I - A prescrição do procedimento de contra-ordenação não constitui fundamento legal de oposição à execução mas vício do procedimento sancionatório a alegar no próprio processo de contra-ordenação ou em recurso judicial da decisão de aplicação da coima nos prazos legalmente previstos. II – Terminada aquela fase processual e decorrido o prazo para interposição de recurso sem que o mesmo seja apresentado, a questão da prescrição do procedimento contra-ordenacional, coberta pelo trânsito em julgado da respectiva decisão de aplicação da coima, torna-se insindicável.
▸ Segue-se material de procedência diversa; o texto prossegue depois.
// Filmstrip widget - collects generator results and fades tiles into place
use std::path::PathBuf;
use std::time::Instant;

use eframe::egui;

use super::layout::{cover_uv, layout_tiles};
use crate::video::{GeneratorEvent, RgbaFrame, ThumbnailGenerator};

/// Seconds for a freshly installed tile to fade from transparent to opaque.
const FADE_SECONDS: f32 = 0.2;

/// Fill for slots whose frame could not be decoded.
const BLANK_TILE_FILL: egui::Color32 = egui::Color32::from_rgb(24, 27, 33);

/// The video the strip currently samples from.
struct StripSource {
    path: PathBuf,
    duration: f64,
}

/// One laid-out tile. `texture` is None for slots that failed to decode.
struct Tile {
    x: f32,
    width: f32,
    texture: Option<egui::TextureHandle>,
    shown_at: Instant,
}

/// Collector for one in-flight generation round: a slot per requested
/// offset plus a received counter. Results for any other epoch, duplicate
/// deliveries, and out-of-range indexes are ignored.
struct PendingBatch {
    epoch: u64,
    slots: Vec<Option<RgbaFrame>>,
    delivered: Vec<bool>,
    received: usize,
}

impl PendingBatch {
    fn new(epoch: u64, count: usize) -> Self {
        Self {
            epoch,
            slots: (0..count).map(|_| None).collect(),
            delivered: vec![false; count],
            received: 0,
        }
    }

    /// Store one result. Returns whether it was accepted.
    fn accept(&mut self, epoch: u64, index: usize, frame: Option<RgbaFrame>) -> bool {
        if epoch != self.epoch || index >= self.slots.len() || self.delivered[index] {
            return false;
        }

        self.delivered[index] = true;
        self.slots[index] = frame;
        self.received += 1;
        true
    }

    fn is_complete(&self) -> bool {
        self.received == self.slots.len()
    }

    fn into_slots(self) -> Vec<Option<RgbaFrame>> {
        self.slots
    }
}

/// Horizontal strip of thumbnails sampled at evenly spaced offsets of a
/// video. Regenerates itself whenever the source or the strip geometry
/// changes; the previous tiles stay visible until the new batch is complete,
/// then the new tiles replace them wholesale and fade in.
pub struct ThumbnailStrip {
    generator: ThumbnailGenerator,
    source: Option<StripSource>,
    pending: Option<PendingBatch>,
    tiles: Vec<Tile>,
    generated_size: Option<(f32, f32)>,
}

impl ThumbnailStrip {
    pub fn new() -> Self {
        Self {
            generator: ThumbnailGenerator::new(),
            source: None,
            pending: None,
            tiles: Vec::new(),
            generated_size: None,
        }
    }

    /// Point the strip at a new video. Thumbnails regenerate on the next
    /// `show`; anything still in flight for the old video becomes stale.
    pub fn set_video(&mut self, path: PathBuf, duration: f64) {
        self.source = Some(StripSource { path, duration });
        self.generated_size = None;
        self.pending = None;
        self.tiles.clear();
    }

    /// Whether a generation round is still in flight.
    pub fn is_generating(&self) -> bool {
        self.pending.is_some()
    }

    /// Render the strip at the available width. Tiles paint first, so
    /// anything the caller draws after this call overlays them.
    pub fn show(&mut self, ui: &mut egui::Ui, height: f32) -> egui::Response {
        let width = ui.available_width();
        let (rect, response) =
            ui.allocate_exact_size(egui::vec2(width, height), egui::Sense::hover());

        self.request_if_stale(rect);
        self.drain_events(ui.ctx(), rect);
        self.draw_tiles(ui, rect);

        if self.pending.is_some() || self.fading() {
            ui.ctx().request_repaint();
        }

        response
    }

    /// Start a new batch when the source or the strip geometry changed.
    /// Beginning a batch bumps the generator epoch, which cancels whatever
    /// was still pending.
    fn request_if_stale(&mut self, rect: egui::Rect) {
        let Some(source) = &self.source else { return };
        if rect.width() <= 0.0 || rect.height() <= 0.0 || source.duration <= 0.0 {
            return;
        }

        let size = (rect.width(), rect.height());
        if self.generated_size == Some(size) {
            return;
        }

        self.generated_size = Some(size);
        let epoch = self
            .generator
            .begin_batch(&source.path, size, source.duration);
        tracing::debug!(epoch, width = size.0, height = size.1, "requested thumbnail batch");
    }

    fn drain_events(&mut self, ctx: &egui::Context, rect: egui::Rect) {
        while let Some(event) = self.generator.poll() {
            match event {
                GeneratorEvent::BatchStarted { epoch, count } => {
                    // Only the latest batch gets a collector; stale batch
                    // starts (and everything they emit later) are dropped.
                    if epoch == self.generator.current_epoch() {
                        self.pending = Some(PendingBatch::new(epoch, count));
                    }
                }
                GeneratorEvent::Frame { epoch, index, frame } => {
                    let complete = match &mut self.pending {
                        Some(pending) => {
                            pending.accept(epoch, index, frame) && pending.is_complete()
                        }
                        None => false,
                    };

                    if complete {
                        if let Some(batch) = self.pending.take() {
                            self.install_tiles(ctx, rect, batch.into_slots());
                        }
                    }
                }
            }
        }
    }

    /// Replace the previous tiles with a completed batch. Dropping the old
    /// handles frees the previous batch's textures.
    fn install_tiles(&mut self, ctx: &egui::Context, rect: egui::Rect, slots: Vec<Option<RgbaFrame>>) {
        self.tiles.clear();

        let placements = layout_tiles(rect.width(), rect.height(), slots.len());
        let now = Instant::now();

        for (i, (placement, frame)) in placements.into_iter().zip(slots).enumerate() {
            let texture = frame.map(|frame| {
                let image = egui::ColorImage::from_rgba_unmultiplied(
                    [frame.width as usize, frame.height as usize],
                    &frame.data,
                );
                ctx.load_texture(format!("strip_tile_{i}"), image, egui::TextureOptions::LINEAR)
            });

            self.tiles.push(Tile {
                x: placement.x,
                width: placement.width,
                texture,
                shown_at: now,
            });
        }

        tracing::debug!(tiles = self.tiles.len(), "installed thumbnail tiles");
    }

    fn draw_tiles(&self, ui: &egui::Ui, rect: egui::Rect) {
        let painter = ui.painter_at(rect);

        for tile in &self.tiles {
            let alpha = (tile.shown_at.elapsed().as_secs_f32() / FADE_SECONDS).clamp(0.0, 1.0);
            let tile_rect = egui::Rect::from_min_size(
                egui::pos2(rect.min.x + tile.x, rect.min.y),
                egui::vec2(tile.width, rect.height()),
            );

            match &tile.texture {
                Some(texture) => {
                    let [w, h] = texture.size();
                    let uv = cover_uv(w as u32, h as u32, tile.width, rect.height());
                    painter.image(
                        texture.id(),
                        tile_rect,
                        uv,
                        egui::Color32::WHITE.gamma_multiply(alpha),
                    );
                }
                None => {
                    painter.rect_filled(tile_rect, 0.0, BLANK_TILE_FILL.gamma_multiply(alpha));
                }
            }
        }
    }

    fn fading(&self) -> bool {
        self.tiles
            .iter()
            .any(|tile| tile.shown_at.elapsed().as_secs_f32() < FADE_SECONDS)
    }
}

impl Default for ThumbnailStrip {
    fn default() -> Self {
        Self::new()
    }
}

#[cfg(test)]
mod tests {
    use super::*;

    fn frame() -> RgbaFrame {
        RgbaFrame {
            data: vec![0; 4],
            width: 1,
            height: 1,
        }
    }

    #[test]
    fn batch_completes_once_every_slot_reports() {
        let mut batch = PendingBatch::new(1, 3);

        assert!(batch.accept(1, 0, Some(frame())));
        assert!(!batch.is_complete());
        assert!(batch.accept(1, 1, None)); // failed decode still counts
        assert!(batch.accept(1, 2, Some(frame())));
        assert!(batch.is_complete());

        let slots = batch.into_slots();
        assert_eq!(slots.len(), 3);
        assert!(slots[0].is_some());
        assert!(slots[1].is_none());
        assert!(slots[2].is_some());
    }

    #[test]
    fn stale_epoch_results_are_dropped() {
        let mut batch = PendingBatch::new(2, 2);

        // Late callbacks from the superseded batch must not land anywhere.
        assert!(!batch.accept(1, 0, Some(frame())));
        assert!(!batch.is_complete());

        assert!(batch.accept(2, 0, Some(frame())));
        assert!(batch.accept(2, 1, Some(frame())));
        assert!(batch.is_complete());
    }

    #[test]
    fn duplicate_and_out_of_range_deliveries_are_ignored() {
        let mut batch = PendingBatch::new(1, 2);

        assert!(batch.accept(1, 0, Some(frame())));
        assert!(!batch.accept(1, 0, None)); // duplicate keeps the first result
        assert!(!batch.accept(1, 5, Some(frame())));
        assert!(!batch.is_complete());

        let slots = {
            assert!(batch.accept(1, 1, None));
            batch.into_slots()
        };
        assert!(slots[0].is_some());
    }
}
III - A dívida tributária decorrente de decisão de aplicação de coima pela não apresentação de declaração periódica de Imposto Sobre o Valor Acrescentado (IVA), consolidada em 28-12-2006, prescreve no prazo de cinco anos nos termos do artigo 30.º do Regime Geral das Infracções Tributárias. IV – A mera instauração de processo executivo não determina, à luz do artigo 30.º-A n.º 1 do Regime Geral das Contra-Ordenações, a interrupção do prazo prescricional em curso e referido em III.